Recorded information:
——————————

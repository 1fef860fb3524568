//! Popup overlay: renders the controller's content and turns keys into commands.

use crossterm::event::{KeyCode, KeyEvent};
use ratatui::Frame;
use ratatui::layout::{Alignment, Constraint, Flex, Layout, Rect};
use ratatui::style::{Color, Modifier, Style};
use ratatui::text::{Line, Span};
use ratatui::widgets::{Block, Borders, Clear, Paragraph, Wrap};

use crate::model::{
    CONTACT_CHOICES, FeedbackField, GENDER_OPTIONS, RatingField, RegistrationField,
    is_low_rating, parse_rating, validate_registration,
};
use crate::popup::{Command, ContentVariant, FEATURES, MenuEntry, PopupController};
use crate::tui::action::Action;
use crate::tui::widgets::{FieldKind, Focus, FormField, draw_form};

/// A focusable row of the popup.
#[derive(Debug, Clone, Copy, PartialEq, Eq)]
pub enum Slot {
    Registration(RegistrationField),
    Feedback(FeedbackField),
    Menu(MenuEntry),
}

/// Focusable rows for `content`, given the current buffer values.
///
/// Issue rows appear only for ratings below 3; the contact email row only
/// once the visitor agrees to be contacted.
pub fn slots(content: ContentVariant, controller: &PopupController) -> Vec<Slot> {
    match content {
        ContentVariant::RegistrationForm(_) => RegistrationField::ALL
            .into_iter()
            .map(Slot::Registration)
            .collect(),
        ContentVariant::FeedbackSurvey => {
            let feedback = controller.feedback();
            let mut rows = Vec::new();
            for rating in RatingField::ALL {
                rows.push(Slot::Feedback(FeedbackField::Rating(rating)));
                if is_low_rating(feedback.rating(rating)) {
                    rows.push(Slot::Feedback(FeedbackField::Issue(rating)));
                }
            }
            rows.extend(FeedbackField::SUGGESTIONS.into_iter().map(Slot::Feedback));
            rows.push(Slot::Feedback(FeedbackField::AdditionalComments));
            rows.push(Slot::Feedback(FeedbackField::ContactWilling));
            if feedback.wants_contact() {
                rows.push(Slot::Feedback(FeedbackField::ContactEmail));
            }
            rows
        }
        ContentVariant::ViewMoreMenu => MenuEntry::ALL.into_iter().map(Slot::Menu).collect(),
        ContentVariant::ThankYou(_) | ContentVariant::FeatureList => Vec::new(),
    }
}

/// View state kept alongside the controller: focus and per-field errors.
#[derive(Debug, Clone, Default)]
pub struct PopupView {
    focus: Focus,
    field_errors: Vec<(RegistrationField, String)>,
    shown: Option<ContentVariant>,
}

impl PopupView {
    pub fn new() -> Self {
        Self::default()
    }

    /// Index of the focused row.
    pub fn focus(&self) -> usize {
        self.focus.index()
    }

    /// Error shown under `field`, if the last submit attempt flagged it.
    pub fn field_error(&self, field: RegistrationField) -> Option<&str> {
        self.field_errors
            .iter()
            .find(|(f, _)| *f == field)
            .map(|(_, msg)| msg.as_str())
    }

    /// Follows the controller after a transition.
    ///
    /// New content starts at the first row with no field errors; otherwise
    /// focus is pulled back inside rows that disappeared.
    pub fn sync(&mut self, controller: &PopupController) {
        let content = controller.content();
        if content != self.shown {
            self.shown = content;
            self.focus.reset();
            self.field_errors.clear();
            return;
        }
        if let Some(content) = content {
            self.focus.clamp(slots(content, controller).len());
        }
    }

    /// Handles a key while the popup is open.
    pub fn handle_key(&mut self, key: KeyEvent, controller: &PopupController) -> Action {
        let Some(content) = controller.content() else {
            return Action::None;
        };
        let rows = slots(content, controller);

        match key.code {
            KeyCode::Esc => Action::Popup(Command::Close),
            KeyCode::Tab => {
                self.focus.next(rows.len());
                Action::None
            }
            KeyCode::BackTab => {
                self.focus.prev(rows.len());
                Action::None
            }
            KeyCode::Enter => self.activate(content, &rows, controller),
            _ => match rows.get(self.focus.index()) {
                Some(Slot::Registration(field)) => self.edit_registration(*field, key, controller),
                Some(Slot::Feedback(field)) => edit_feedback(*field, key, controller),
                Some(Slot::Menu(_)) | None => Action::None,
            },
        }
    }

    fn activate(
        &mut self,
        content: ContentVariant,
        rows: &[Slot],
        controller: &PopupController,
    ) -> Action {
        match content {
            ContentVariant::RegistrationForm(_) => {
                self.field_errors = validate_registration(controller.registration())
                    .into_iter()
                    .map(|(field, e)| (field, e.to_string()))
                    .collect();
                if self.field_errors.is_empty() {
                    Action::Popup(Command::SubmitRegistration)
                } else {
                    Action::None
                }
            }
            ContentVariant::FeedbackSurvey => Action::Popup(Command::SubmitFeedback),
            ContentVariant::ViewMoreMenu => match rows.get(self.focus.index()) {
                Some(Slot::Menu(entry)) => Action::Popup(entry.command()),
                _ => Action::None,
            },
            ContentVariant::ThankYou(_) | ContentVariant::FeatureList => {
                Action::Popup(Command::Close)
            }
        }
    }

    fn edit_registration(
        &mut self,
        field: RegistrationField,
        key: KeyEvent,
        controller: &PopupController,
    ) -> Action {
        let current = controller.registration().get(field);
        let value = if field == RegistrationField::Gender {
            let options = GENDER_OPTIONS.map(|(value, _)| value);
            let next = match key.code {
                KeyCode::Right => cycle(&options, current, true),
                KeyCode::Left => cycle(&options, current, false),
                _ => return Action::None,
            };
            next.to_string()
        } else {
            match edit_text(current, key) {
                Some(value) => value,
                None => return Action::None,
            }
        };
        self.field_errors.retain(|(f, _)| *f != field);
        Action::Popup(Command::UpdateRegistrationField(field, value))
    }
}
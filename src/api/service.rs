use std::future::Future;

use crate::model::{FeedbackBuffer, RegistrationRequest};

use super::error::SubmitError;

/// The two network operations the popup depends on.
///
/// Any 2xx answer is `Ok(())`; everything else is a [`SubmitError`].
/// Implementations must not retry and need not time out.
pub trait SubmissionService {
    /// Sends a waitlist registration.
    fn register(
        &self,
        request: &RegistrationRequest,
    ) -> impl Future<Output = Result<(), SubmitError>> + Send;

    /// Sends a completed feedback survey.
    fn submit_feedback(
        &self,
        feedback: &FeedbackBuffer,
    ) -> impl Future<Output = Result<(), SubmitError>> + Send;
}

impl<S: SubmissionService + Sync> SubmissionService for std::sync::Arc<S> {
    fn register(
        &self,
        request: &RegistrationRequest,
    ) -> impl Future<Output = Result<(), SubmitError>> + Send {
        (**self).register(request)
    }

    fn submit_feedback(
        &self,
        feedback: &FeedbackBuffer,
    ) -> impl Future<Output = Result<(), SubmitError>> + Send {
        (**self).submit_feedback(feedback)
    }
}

——————————

Assignment: All of the material above should be printed again exactly as it is.

Output below:
repository 1fef860fb3524568
//! Popup overlay: renders the controller's content and turns keys into commands.

use crossterm::event::{KeyCode, KeyEvent};
use ratatui::Frame;
use ratatui::layout::{Alignment, Constraint, Flex, Layout, Rect};
use ratatui::style::{Color, Modifier, Style};
use ratatui::text::{Line, Span};
use ratatui::widgets::{Block, Borders, Clear, Paragraph, Wrap};

use crate::model::{
    CONTACT_CHOICES, FeedbackField, GENDER_OPTIONS, RatingField, RegistrationField,
    is_low_rating, parse_rating, validate_registration,
};
use crate::popup::{Command, ContentVariant, FEATURES, MenuEntry, PopupController};
use crate::tui::action::Action;
use crate::tui::widgets::{FieldKind, Focus, FormField, draw_form};

/// A focusable row of the popup.
#[derive(Debug, Clone, Copy, PartialEq, Eq)]
pub enum Slot {
    Registration(RegistrationField),
    Feedback(FeedbackField),
    Menu(MenuEntry),
}

/// Focusable rows for `content`, given the current buffer values.
///
/// Issue rows appear only for ratings below 3; the contact email row only
/// once the visitor agrees to be contacted.
pub fn slots(content: ContentVariant, controller: &PopupController) -> Vec<Slot> {
    match content {
        ContentVariant::RegistrationForm(_) => RegistrationField::ALL
            .into_iter()
            .map(Slot::Registration)
            .collect(),
        ContentVariant::FeedbackSurvey => {
            let feedback = controller.feedback();
            let mut rows = Vec::new();
            for rating in RatingField::ALL {
                rows.push(Slot::Feedback(FeedbackField::Rating(rating)));
                if is_low_rating(feedback.rating(rating)) {
                    rows.push(Slot::Feedback(FeedbackField::Issue(rating)));
                }
            }
            rows.extend(FeedbackField::SUGGESTIONS.into_iter().map(Slot::Feedback));
            rows.push(Slot::Feedback(FeedbackField::AdditionalComments));
            rows.push(Slot::Feedback(FeedbackField::ContactWilling));
            if feedback.wants_contact() {
                rows.push(Slot::Feedback(FeedbackField::ContactEmail));
            }
            rows
        }
        ContentVariant::ViewMoreMenu => MenuEntry::ALL.into_iter().map(Slot::Menu).collect(),
        ContentVariant::ThankYou(_) | ContentVariant::FeatureList => Vec::new(),
    }
}

/// View state kept alongside the controller: focus and per-field errors.
#[derive(Debug, Clone, Default)]
pub struct PopupView {
    focus: Focus,
    field_errors: Vec<(RegistrationField, String)>,
    shown: Option<ContentVariant>,
}

impl PopupView {
    pub fn new() -> Self {
        Self::default()
    }

    /// Index of the focused row.
    pub fn focus(&self) -> usize {
        self.focus.index()
    }

    /// Error shown under `field`, if the last submit attempt flagged it.
    pub fn field_error(&self, field: RegistrationField) -> Option<&str> {
        self.field_errors
            .iter()
            .find(|(f, _)| *f == field)
            .map(|(_, msg)| msg.as_str())
    }

    /// Follows the controller after a transition.
    ///
    /// New content starts at the first row with no field errors; otherwise
    /// focus is pulled back inside rows that disappeared.
    pub fn sync(&mut self, controller: &PopupController) {
        let content = controller.content();
        if content != self.shown {
            self.shown = content;
            self.focus.reset();
            self.field_errors.clear();
            return;
        }
        if let Some(content) = content {
            self.focus.clamp(slots(content, controller).len());
        }
    }

    /// Handles a key while the popup is open.
    pub fn handle_key(&mut self, key: KeyEvent, controller: &PopupController) -> Action {
        let Some(content) = controller.content() else {
            return Action::None;
        };
        let rows = slots(content, controller);

        match key.code {
            KeyCode::Esc => Action::Popup(Command::Close),
            KeyCode::Tab => {
                self.focus.next(rows.len());
                Action::None
            }
            KeyCode::BackTab => {
                self.focus.prev(rows.len());
                Action::None
            }
            KeyCode::Enter => self.activate(content, &rows, controller),
            _ => match rows.get(self.focus.index()) {
                Some(Slot::Registration(field)) => self.edit_registration(*field, key, controller),
                Some(Slot::Feedback(field)) => edit_feedback(*field, key, controller),
                Some(Slot::Menu(_)) | None => Action::None,
            },
        }
    }

    fn activate(
        &mut self,
        content: ContentVariant,
        rows: &[Slot],
        controller: &PopupController,
    ) -> Action {
        match content {
            ContentVariant::RegistrationForm(_) => {
                self.field_errors = validate_registration(controller.registration())
                    .into_iter()
                    .map(|(field, e)| (field, e.to_string()))
                    .collect();
                if self.field_errors.is_empty() {
                    Action::Popup(Command::SubmitRegistration)
                } else {
                    Action::None
                }
            }
            ContentVariant::FeedbackSurvey => Action::Popup(Command::SubmitFeedback),
            ContentVariant::ViewMoreMenu => match rows.get(self.focus.index()) {
                Some(Slot::Menu(entry)) => Action::Popup(entry.command()),
                _ => Action::None,
            },
            ContentVariant::ThankYou(_) | ContentVariant::FeatureList => {
                Action::Popup(Command::Close)
            }
        }
    }

    fn edit_registration(
        &mut self,
        field: RegistrationField,
        key: KeyEvent,
        controller: &PopupController,
    ) -> Action {
        let current = controller.registration().get(field);
        let value = if field == RegistrationField::Gender {
            let options = GENDER_OPTIONS.map(|(value, _)| value);
            let next = match key.code {
                KeyCode::Right => cycle(&options, current, true),
                KeyCode::Left => cycle(&options, current, false),
                _ => return Action::None,
            };
            next.to_string()
        } else {
            match edit_text(current, key) {
                Some(value) => value,
                None => return Action::None,
            }
        };
        self.field_errors.retain(|(f, _)| *f != field);
        Action::Popup(Command::UpdateRegistrationField(field, value))
    }
}
filename src/api/service.rs
use std::future::Future;

use crate::model::{FeedbackBuffer, RegistrationRequest};

use super::error::SubmitError;

/// The two network operations the popup depends on.
///
/// Any 2xx answer is `Ok(())`; everything else is a [`SubmitError`].
/// Implementations must not retry and need not time out.
pub trait SubmissionService {
    /// Sends a waitlist registration.
    fn register(
        &self,
        request: &RegistrationRequest,
    ) -> impl Future<Output = Result<(), SubmitError>> + Send;

    /// Sends a completed feedback survey.
    fn submit_feedback(
        &self,
        feedback: &FeedbackBuffer,
    ) -> impl Future<Output = Result<(), SubmitError>> + Send;
}

impl<S: SubmissionService + Sync> SubmissionService for std::sync::Arc<S> {
    fn register(
        &self,
        request: &RegistrationRequest,
    ) -> impl Future<Output = Result<(), SubmitError>> + Send {
        (**self).register(request)
    }

    fn submit_feedback(
        &self,
        feedback: &FeedbackBuffer,
    ) -> impl Future<Output = Result<(), SubmitError>> + Send {
        (**self).submit_feedback(feedback)
    }
}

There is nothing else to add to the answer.